Voice Input for Zen Browser

Voice input for the calm Firefox-based browser

Press one hotkey and speak into any text field in Zen. Works in Split View grids, across workspaces, and in Glance modals. No extension to install.

Download AICHE
Works on
macOSWindowsLinux

Short answer: click into any text field in Zen, press ⌃+⌥+R on Mac or Ctrl+Alt+R on Windows/Linux, speak, then press the same hotkey to stop. AICHE inserts a clean transcript at the cursor. Works in every Split View pane, every workspace, and every Glance modal.

The Problem

Zen is built around keeping the browser quiet so the content can breathe. Vertical tabs collapse into the sidebar, Compact Mode (Ctrl+S) hides the chrome entirely, workspaces hide tabs you do not need right now. Then you click into a text field and the calm ends. You start typing into a Linear comment, a ChatGPT box, a Google Doc, a GitHub issue, and the friction comes back. The interface got out of your way. The keyboard did not.

Most "voice for browsers" answers ask you to install a Firefox extension, pin a toolbar button, grant per-site mic permissions, and accept some chrome back. That undoes the thing you picked Zen for.

What Changes

For Zen, AICHE works as a desktop app rather than a browser extension. It captures the global hotkey at the OS level and inserts text at your cursor wherever the cursor happens to be. In Zen that means it works in:

  • Any web text field on any page
  • Every pane of a Split View, including 2, 3, and 4-tile grids
  • Every workspace, with no per-workspace setup
  • Essentials and pinned tabs, including the always-visible ones
  • The URL bar, search bars, and find-in-page
  • Glance modals opened over the current tab

You install AICHE once. Zen stays exactly as minimal as you set it up. No toolbar button, no extension entry in about:addons, no per-site permission prompt.

Math: speaking runs around 150 words per minute. Typing runs around 40. A 200-word forum reply that takes five minutes to type takes under 90 seconds to speak.

How It Works

  1. Open Zen and click into the text field you want to dictate into. In a Split View, click the specific pane so its cursor is active.
  2. Press ⌃+⌥+R on Mac or Ctrl+Alt+R on Windows/Linux to start recording.
  3. Speak. Long-form is fine, recording is toggle-based, not push-to-talk.
  4. Press the same hotkey again to stop.
  5. AICHE transcribes, cleans up filler and adds punctuation, and inserts the result at your cursor.
  6. Review and submit.

The hotkey works whether Zen is in Single Toolbar mode, Multiple Toolbar mode, or fully collapsed Compact Mode. Sidebar visible, hidden, floating, none of it matters to AICHE.

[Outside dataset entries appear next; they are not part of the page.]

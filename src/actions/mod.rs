//! Action registry and built-in mailbox actions.
//!
//! # Overview
//!
//! - [`ActionDescriptor`] — name, parameter spec, approval flag, executor
//! - [`ActionRegistry`] — lookup by name or alias, catalog rendering
//! - [`validate_params`] — required/type checks with coercion before dispatch
//! - [`builtin_registry`] — the full catalog bound to a [`MailboxClient`](crate::mailbox::MailboxClient)
//!
//! Anything that sends, replies, forwards, deletes or creates a calendar
//! event requires approval; reads, listings and reversible organisation do not.

pub mod builtin;
pub mod calendar;
pub mod contacts;
pub mod folders;
pub mod mail;
pub mod registry;
pub mod rules;
pub mod tasks;
pub mod types;
pub mod validation;

pub use builtin::builtin_registry;
pub use registry::{ActionRegistry, RegistryError, normalize_name};
pub use types::{
    ActionDescriptor, ActionError, ActionExecutor, ActionOutput, ActionParams, ActionResult,
    DEFAULT_MAX_OUTPUT_BYTES, ParamSpec, ParamType, SUMMARY_VALUE_MAX_CHARS, ToolInvocation,
    render_value, truncate_output,
};
pub use validation::validate_params;
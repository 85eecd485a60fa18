//! Per-conversation state.
//!
//! An [`AgentSession`] is the aggregate root of one user conversation: it
//! owns the [`ConversationMemory`] (turns, last search results, known
//! contacts) and the [`ApprovalGate`]. Sessions share no mutable state, so
//! independent sessions may run fully in parallel.

pub mod memory;

pub use memory::{
    ConversationMemory, DEFAULT_MEMORY_CAPACITY, Role, SearchResultSet, ToolStatus, Turn,
};

use crate::approval::ApprovalGate;

/// State for one conversation.
#[derive(Debug, Default)]
pub struct AgentSession {
    pub memory: ConversationMemory,
    pub approvals: ApprovalGate,
}

impl AgentSession {
    pub fn new(memory_capacity: usize) -> Self {
        Self {
            memory: ConversationMemory::new(memory_capacity),
            approvals: ApprovalGate::new(),
        }
    }

    /// Clear memory, search results, contacts and pending approvals together.
    pub fn reset(&mut self) {
        self.memory.reset();
        self.approvals.clear();
    }
}

#[cfg(test)]
mod tests {
    use super::*;
    use crate::actions::{ActionParams, ToolInvocation};

    #[test]
    fn reset_clears_memory_and_approvals() {
        let mut session = AgentSession::new(10);
        session.memory.append(Turn::user("delete it"));
        session.memory.record_contact("Jane", "jane@x.com");
        session.approvals.submit(
            ToolInvocation::new("delete_email", ActionParams::new()),
            "delete message m1",
        );
        session.reset();
        assert!(session.memory.is_empty());
        assert!(session.memory.contacts().is_empty());
        assert!(session.approvals.is_empty());
    }
}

Split View as a Real Research Surface

Zen's Split View tiles two to four tabs in one window. Workspaces and Essentials keep context; Glance opens a link without losing the underlying tab.

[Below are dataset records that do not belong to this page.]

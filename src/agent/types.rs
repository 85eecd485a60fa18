//! Configuration and result types for the agent loop.
//!
//! Provides [`AgentConfig`] for controlling loop behaviour (iteration cap,
//! memory size, timeouts, retry policy) and [`AgentReply`] for the outcome
//! of one cycle.

use std::time::Duration;

use serde::{Deserialize, Serialize};

use crate::actions::DEFAULT_MAX_OUTPUT_BYTES;
use crate::approval::PendingApproval;
use crate::session::DEFAULT_MEMORY_CAPACITY;

/// Default maximum model round-trips per cycle.
pub const DEFAULT_MAX_ITERATIONS: u32 = 10;

/// Default number of recent turns included in each prompt.
pub const DEFAULT_RECENT_WINDOW: usize = 10;

/// Default per-action execution timeout in seconds.
pub const DEFAULT_ACTION_TIMEOUT_SECS: u64 = 30;

/// Default maximum model calls per iteration when throttled.
pub const DEFAULT_MAX_RETRY_ATTEMPTS: u32 = 3;

/// Default base delay for exponential backoff in milliseconds.
pub const DEFAULT_RETRY_BASE_DELAY_MS: u64 = 1000;

/// Default maximum delay for exponential backoff in milliseconds.
pub const DEFAULT_RETRY_MAX_DELAY_MS: u64 = 8000;

/// Default backoff multiplier (2.0 for exponential backoff).
pub const DEFAULT_RETRY_BACKOFF_MULTIPLIER: f64 = 2.0;

/// Backoff policy for rate-limited model calls.
///
/// Only [`MailAgentError::RateLimited`](crate::error::MailAgentError::RateLimited)
/// is retried; every other model failure ends the cycle at once.
///
/// # Examples
///
/// ```
/// use mailpilot::agent::types::RetryPolicy;
///
/// let policy = RetryPolicy::default();
/// assert_eq!(policy.max_attempts, 3);
/// assert_eq!(policy.base_delay_ms, 1000);
/// ```
#[derive(Debug, Clone, PartialEq, Serialize, Deserialize)]
#[serde(default)]
pub struct RetryPolicy {
    /// Total model calls allowed for one prompt, including the first.
    pub max_attempts: u32,
    /// Delay before the first retry, in milliseconds.
    pub base_delay_ms: u64,
    /// Maximum delay in milliseconds (caps exponential growth).
    pub max_delay_ms: u64,
    /// Backoff multiplier (2.0 for exponential backoff).
    pub backoff_multiplier: f64,
}

impl Default for RetryPolicy {
    fn default() -> Self {
        Self {
            max_attempts: DEFAULT_MAX_RETRY_ATTEMPTS,
            base_delay_ms: DEFAULT_RETRY_BASE_DELAY_MS,
            max_delay_ms: DEFAULT_RETRY_MAX_DELAY_MS,
            backoff_multiplier: DEFAULT_RETRY_BACKOFF_MULTIPLIER,
        }
    }
}

impl RetryPolicy {
    /// Create a new retry policy with default values.
    pub fn new() -> Self {
        Self::default()
    }

    pub fn with_max_attempts(mut self, max_attempts: u32) -> Self {
        self.max_attempts = max_attempts;
        self
    }

    pub fn with_base_delay_ms(mut self, base_delay_ms: u64) -> Self {
        self.base_delay_ms = base_delay_ms;
        self
    }

    pub fn with_max_delay_ms(mut self, max_delay_ms: u64) -> Self {
        self.max_delay_ms = max_delay_ms;
        self
    }

    pub fn with_backoff_multiplier(mut self, backoff_multiplier: f64) -> Self {
        self.backoff_multiplier = backoff_multiplier;
        self
    }

    /// Delay before retry number `retry` (1-based), with up to 10% jitter.
    ///
    /// Formula: min(base * multiplier^(retry-1), max_delay) + jitter
    pub fn delay_for_retry(&self, retry: u32) -> Duration {
        if retry == 0 {
            return Duration::from_millis(0);
        }

        let base = self.base_delay_ms as f64;
        let max = self.max_delay_ms as f64;
        let exp = self
            .backoff_multiplier
            .powi(i32::try_from(retry - 1).unwrap_or(i32::MAX));
        let delay = (base * exp).min(max);

        let jitter = delay * (rand::random::<f64>() * 0.1);
        Duration::from_millis((delay + jitter) as u64)
    }
}

/// Agent loop settings (`[agent]` in the config file).
#[derive(Debug, Clone, PartialEq, Serialize, Deserialize)]
#[serde(default)]
pub struct AgentConfig {
    /// Maximum model round-trips per cycle before stopping with a notice.
    pub max_iterations: u32,
    /// Turns retained in conversation memory.
    pub memory_capacity: usize,
    /// Recent turns included in each prompt.
    pub recent_window: usize,
    /// Timeout for each action execution in seconds.
    pub action_timeout_secs: u64,
    /// Tool output beyond this many bytes is truncated before it enters memory.
    pub max_tool_output_bytes: usize,
    /// Replaces the built-in behaviour preamble when set.
    #[serde(skip_serializing_if = "Option::is_none")]
    pub preamble: Option<String>,
    /// Backoff for rate-limited model calls.
    pub retry: RetryPolicy,
}

impl Default for AgentConfig {
    fn default() -> Self {
        Self {
            max_iterations: DEFAULT_MAX_ITERATIONS,
            memory_capacity: DEFAULT_MEMORY_CAPACITY,
            recent_window: DEFAULT_RECENT_WINDOW,
            action_timeout_secs: DEFAULT_ACTION_TIMEOUT_SECS,
            max_tool_output_bytes: DEFAULT_MAX_OUTPUT_BYTES,
            preamble: None,
            retry: RetryPolicy::default(),
        }
    }
}

impl AgentConfig {
    /// Create a new agent config with default values.
    pub fn new() -> Self {
        Self::default()
    }

    pub fn with_max_iterations(mut self, max_iterations: u32) -> Self {
        self.max_iterations = max_iterations;
        self
    }

    pub fn with_memory_capacity(mut self, capacity: usize) -> Self {
        self.memory_capacity = capacity;
        self
    }

    pub fn with_recent_window(mut self, window: usize) -> Self {
        self.recent_window = window;
        self
    }

    pub fn with_action_timeout_secs(mut self, secs: u64) -> Self {
        self.action_timeout_secs = secs;
        self
    }

    pub fn with_max_tool_output_bytes(mut self, bytes: usize) -> Self {
        self.max_tool_output_bytes = bytes;
        self
    }

    pub fn with_retry(mut self, retry: RetryPolicy) -> Self {
        self.retry = retry;
        self
    }

    pub fn with_preamble(mut self, preamble: impl Into<String>) -> Self {
        self.preamble = Some(preamble.into());
        self
    }
}

/// Why a cycle returned control to the caller.
#[derive(Debug, Clone, Copy, PartialEq, Eq, Serialize, Deserialize)]
#[serde(rename_all = "snake_case")]
pub enum StopReason {
    /// The model replied without directives.
    Complete,
    /// A gated action is waiting for the user.
    ApprovalRequired,
    /// The iteration cap was hit; the reply carries a partial answer.
    IterationLimit,
    /// The model could not be reached; the session stays usable.
    ModelFailure,
    /// `resolve_approval` named an unknown or already-resolved id.
    ApprovalNotFound,
}

/// Outcome of one cycle.
#[derive(Debug, Clone, PartialEq)]
pub struct AgentReply {
    /// Text to show the user.
    pub text: String,
    pub stop: StopReason,
    /// Model calls made during this cycle, retries included.
    pub model_calls: u32,
    /// Actions executed (successfully or not) during this cycle.
    pub actions_run: u32,
    /// Set when `stop` is [`StopReason::ApprovalRequired`].
    pub pending: Option<PendingApproval>,
}

impl AgentReply {
    pub fn needs_approval(&self) -> bool {
        self.stop == StopReason::ApprovalRequired
    }
}

#[cfg(test)]
mod tests {
    #![allow(clippy::unwrap_used, clippy::expect_used)]

    use super::*;

    #[test]
    fn agent_config_defaults() {
        let config = AgentConfig::default();
        assert_eq!(config.max_iterations, 10);
        assert_eq!(config.memory_capacity, 50);
        assert_eq!(config.recent_window, 10);
        assert_eq!(config.action_timeout_secs, 30);
        assert_eq!(config.retry.max_attempts, 3);
        assert_eq!(config.retry.max_delay_ms, 8000);
    }

    #[test]
    fn agent_config_builder() {
        let config = AgentConfig::new()
            .with_max_iterations(3)
            .with_memory_capacity(20)
            .with_recent_window(5)
            .with_action_timeout_secs(2)
            .with_preamble("Be brief.");
        assert_eq!(config.max_iterations, 3);
        assert_eq!(config.memory_capacity, 20);
        assert_eq!(config.recent_window, 5);
        assert_eq!(config.action_timeout_secs, 2);
        assert_eq!(config.preamble.as_deref(), Some("Be brief."));
    }

    #[test]
    fn retry_delay_grows_and_is_capped() {
        let policy = RetryPolicy::new()
            .with_base_delay_ms(100)
            .with_max_delay_ms(300)
            .with_backoff_multiplier(2.0);
        assert_eq!(policy.delay_for_retry(0), Duration::ZERO);

        let first = policy.delay_for_retry(1).as_millis();
        assert!((100..=110).contains(&first), "first retry {first}ms");

        let second = policy.delay_for_retry(2).as_millis();
        assert!((200..=220).contains(&second), "second retry {second}ms");

        let capped = policy.delay_for_retry(10).as_millis();
        assert!((300..=330).contains(&capped), "capped retry {capped}ms");
    }

    #[test]
    fn partial_retry_section_keeps_defaults() {
        let policy: RetryPolicy = toml::from_str("max_attempts = 5").unwrap();
        assert_eq!(policy.max_attempts, 5);
        assert_eq!(policy.base_delay_ms, DEFAULT_RETRY_BASE_DELAY_MS);
    }

    #[test]
    fn types_are_send_and_sync() {
        fn assert_send_sync<T: Send + Sync>() {}
        assert_send_sync::<AgentConfig>();
        assert_send_sync::<AgentReply>();
        assert_send_sync::<RetryPolicy>();
    }
}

Two-pane workflow: drag an API spec PDF or HN thread to the left pane. Open Linear or a GitHub issue in the right pane. Click the issue comment box (right pane has focus), press ⌃+⌥+R or Ctrl+Alt+R, speak: "Root cause looks like cache stampede on deploy. Propose rolling restart of api-worker pods and adding jitter to the health check. Need SRE sign-off before Friday deploy window." Stop. The summary sits in the issue field; the source stays visible on the left.

Same pattern: ChatGPT or Claude in one pane, Google Doc in the other. Dictate the draft into the Doc without alt-tabbing away from the model's answer.

Workspaces, Container Tabs, and Voice Context

Zen workspaces separate tab sets by project or role, and they can be tied to Firefox container tabs so cookies and logins stay isolated per workspace. A "Work" workspace with the work Google account, a "Client A" workspace with their tools, a "Personal" workspace, each with its own identity.

AICHE works across every workspace with the same hotkey and no per-workspace configuration. There is nothing to set up when you create a new workspace. The practical effect is that dictation lands in the right account by default: speak into a Gmail compose window in the Work workspace and you are dictating from your work identity, not your personal one. The browser already handled identity isolation. You just speak.

If you keep a "Scratch" or "Inbox" workspace open all day for quick captures, dictation is what makes it actually useful. A 10-second voice note dropped into a Notion inbox is something you will do. Typing the same note is something you will skip.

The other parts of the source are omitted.